▶ **SUPPLIED RECORDS**
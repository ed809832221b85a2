use anyhow::{Context, Result};
use serde::{Deserialize, Serialize};
use std::collections::HashMap;
use std::path::{Path, PathBuf};

use crate::paths::resolve_home_dir;

/// Main application configuration with strongly-typed global sections
/// and a flexible per-component configuration bag.
#[derive(Debug, Clone, Deserialize, Serialize)]
#[serde(deny_unknown_fields)]
pub struct AppConfig {
    /// Core server configuration.
    pub server: ServerConfig,
    /// Logging configuration (optional, uses defaults if None).
    pub logging: Option<LoggingConfig>,
    /// Per-component configuration bag: component name → arbitrary JSON/YAML value.
    /// Providers read their section through a `ConfigProvider` during startup.
    #[serde(default)]
    pub components: HashMap<String, serde_json::Value>,
}

#[derive(Debug, Clone, Deserialize, Serialize)]
#[serde(deny_unknown_fields)]
pub struct ServerConfig {
    pub home_dir: String, // will be normalized to absolute path
    pub host: String,
    pub port: u16,
    #[serde(default)]
    pub timeout_sec: u64,
}

/// Logging configuration keyed by subsystem name; "default" is the catch-all.
pub type LoggingConfig = HashMap<String, Section>;

#[derive(Debug, Serialize, Deserialize, Clone)]
pub struct Section {
    pub console_level: String, // "info", "debug", "error", "off"
    pub file: String,          // "logs/plinth.log", "" disables file output
    #[serde(default)]
    pub file_level: String,
    #[serde(default)]
    pub max_size_mb: Option<u64>,
}

impl Default for ServerConfig {
    fn default() -> Self {
        Self {
            // Empty => platform default resolved by resolve_home_dir():
            // Windows: %APPDATA%/.plinth, Unix/macOS: $HOME/.plinth
            home_dir: String::new(),
            host: "127.0.0.1".to_string(),
            port: 8097,
            timeout_sec: 0,
        }
    }
}

/// Create a default logging configuration.
pub fn default_logging_config() -> LoggingConfig {
    let mut logging = HashMap::new();
    logging.insert(
        "default".to_string(),
        Section {
            console_level: "info".to_string(),
            file: "logs/plinth.log".to_string(),
            file_level: "debug".to_string(),
            max_size_mb: Some(100),
        },
    );
    logging
}

impl Default for AppConfig {
    fn default() -> Self {
        Self {
            server: ServerConfig::default(),
            logging: Some(default_logging_config()),
            components: HashMap::new(),
        }
    }
}

impl AppConfig {
    /// Load configuration with layered loading: defaults → YAML file → environment variables.
    /// Also normalizes `server.home_dir` into an absolute path and creates the directory.
    pub fn load_layered<P: AsRef<Path>>(config_path: P) -> Result<Self> {
        use figment::{
            providers::{Env, Format, Serialized, Yaml},
            Figment,
        };

        // Start from a minimal base where optional sections stay None unless
        // explicitly provided by YAML/ENV.
        let base = AppConfig {
            server: ServerConfig::default(),
            logging: None,
            components: HashMap::new(),
        };

        let figment = Figment::new()
            .merge(Serialized::defaults(base))
            .merge(Yaml::file(config_path.as_ref()))
            // Example: APP__SERVER__PORT=8097 maps to server.port
            .merge(Env::prefixed("APP__").split("__"));

        let mut config: AppConfig = figment
            .extract()
            .with_context(|| "Failed to extract config from figment".to_string())?;

        normalize_home_dir_inplace(&mut config.server)
            .context("Failed to resolve server.home_dir")?;

        Ok(config)
    }

    /// Load configuration from file or create with default values.
    pub fn load_or_default<P: AsRef<Path>>(config_path: Option<P>) -> Result<Self> {
        match config_path {
            Some(path) => Self::load_layered(path),
            None => {
                let mut c = Self::default();
                normalize_home_dir_inplace(&mut c.server)
                    .context("Failed to resolve server.home_dir (defaults)")?;
                Ok(c)
            }
        }
    }

    /// Serialize configuration to YAML.
    pub fn to_yaml(&self) -> Result<String> {
        serde_yaml::to_string(self).context("Failed to serialize config to YAML")
    }

    /// Apply overrides from command line arguments.
    pub fn apply_cli_overrides(&mut self, args: &CliArgs) {
        if let Some(port) = args.port {
            self.server.port = port;
        }

        // Verbosity flags raise the "default" console level.
        let logging = self.logging.get_or_insert_with(default_logging_config);
        if let Some(default_section) = logging.get_mut("default") {
            default_section.console_level = match args.verbose {
                0 => default_section.console_level.clone(), // keep
                1 => "debug".to_string(),
                _ => "trace".to_string(),
            };
        }
    }
}

/// Command line arguments structure.
#[derive(Debug, Clone)]
pub struct CliArgs {
    pub config: Option<String>,
    pub port: Option<u16>,
    pub print_config: bool,
    pub verbose: u8,
}

const fn default_subdir() -> &'static str {
    ".plinth"
}

/// Normalize `server.home_dir` and store the absolute path back.
fn normalize_home_dir_inplace(server: &mut ServerConfig) -> Result<()> {
    let opt = if server.home_dir.trim().is_empty() {
        None
    } else {
        Some(server.home_dir.clone())
    };

    let resolved: PathBuf = resolve_home_dir(opt, default_subdir(), /*create*/ true)
        .context("home_dir normalization failed")?;

    server.home_dir = resolved.to_string_lossy().to_string();
    Ok(())
}

/// Read-only view over the per-component configuration bag, handed to
/// provider initializers through the service context.
#[derive(Debug, Clone)]
pub struct AppConfigProvider {
    config: AppConfig,
}

impl AppConfigProvider {
    pub fn new(config: AppConfig) -> Self {
        Self { config }
    }

    pub fn get_component_config(&self, component_name: &str) -> Option<&serde_json::Value> {
        self.config.components.get(component_name)
    }
}

#[cfg(test)]
mod tests {
    use super::*;
    use std::fs;
    use tempfile::tempdir;

    fn is_normalized_path(p: &str) -> bool {
        let pb = PathBuf::from(p);
        pb.is_absolute() && !p.starts_with('~')
    }

    #[test]
    fn test_default_config_structure() {
        let config = AppConfig::default();

        assert_eq!(config.server.host, "127.0.0.1");
        assert_eq!(config.server.port, 8097);
        // raw (not yet normalized)
        assert_eq!(config.server.home_dir, "");

        let logging = config.logging.as_ref().unwrap();
        assert!(logging.contains_key("default"));
        assert_eq!(logging["default"].console_level, "info");

        assert!(config.components.is_empty());
    }

    #[test]
    fn test_load_layered_normalizes_home_dir() {
        let tmp = tempdir().unwrap();
        let cfg_path = tmp.path().join("cfg.yaml");

        let yaml = r#"
server:
  home_dir: "~/.test_plinth"
  host: "0.0.0.0"
  port: 9090
  timeout_sec: 30

logging:
  default:
    console_level: debug
    file: "logs/default.log"

components:
  document_exists:
    collections: ["profiles", "posts"]
"#;
        fs::write(&cfg_path, yaml).unwrap();

        let config = AppConfig::load_layered(&cfg_path).unwrap();

        assert!(is_normalized_path(&config.server.home_dir));
        assert!(config.server.home_dir.ends_with(".test_plinth"));
        assert_eq!(config.server.host, "0.0.0.0");
        assert_eq!(config.server.port, 9090);
        assert_eq!(config.server.timeout_sec, 30);

        let logging = config.logging.as_ref().unwrap();
        assert_eq!(logging["default"].console_level, "debug");
        assert_eq!(logging["default"].file, "logs/default.log");

        let provider = AppConfigProvider::new(config);
        let section = provider.get_component_config("document_exists").unwrap();
        assert_eq!(section["collections"][0], "profiles");
        assert!(provider.get_component_config("missing").is_none());
    }

    #[test]
    fn test_minimal_yaml_config() {
        let tmp = tempdir().unwrap();
        let cfg_path = tmp.path().join("cfg.yaml");

        let yaml = r#"
server:
  home_dir: "~/.minimal"
  host: "localhost"
  port: 8080
"#;
        fs::write(&cfg_path, yaml).unwrap();

        let config = AppConfig::load_layered(&cfg_path).unwrap();

        assert!(is_normalized_path(&config.server.home_dir));
        assert_eq!(config.server.host, "localhost");
        assert_eq!(config.server.port, 8080);
        assert_eq!(config.server.timeout_sec, 0);

        assert!(config.logging.is_none());
        assert!(config.components.is_empty());
    }

    #[test]
    fn test_cli_overrides() {
        let mut config = AppConfig::default();

        let args = CliArgs {
            config: None,
            port: Some(3000),
            print_config: false,
            verbose: 2, // trace
        };

        config.apply_cli_overrides(&args);

        assert_eq!(config.server.port, 3000);
        let logging = config.logging.as_ref().unwrap();
        assert_eq!(logging["default"].console_level, "trace");
    }

    #[test]
    fn test_to_yaml_roundtrip_basic() {
        let config = AppConfig::default();
        let yaml = config.to_yaml().unwrap();
        assert!(yaml.contains("server:"));
        assert!(yaml.contains("logging:"));

        let roundtrip: AppConfig = serde_yaml::from_str(&yaml).unwrap();
        assert_eq!(roundtrip.server.port, config.server.port);
    }

    #[test]
    fn test_invalid_yaml_missing_required_field() {
        let invalid_yaml = r#"
server:
  home_dir: "~/.test"
  # Missing required host field
  port: 8097
"#;

        let result: Result<AppConfig, _> = serde_yaml::from_str(invalid_yaml);
        assert!(result.is_err());
    }
}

▶ **TASK BRIEF**
Search the entries above for the string "arguments". Copy each line that holds it.

▶ **RESPONSE AREA**
    /// Apply overrides from command line arguments.
/// Command line arguments structure.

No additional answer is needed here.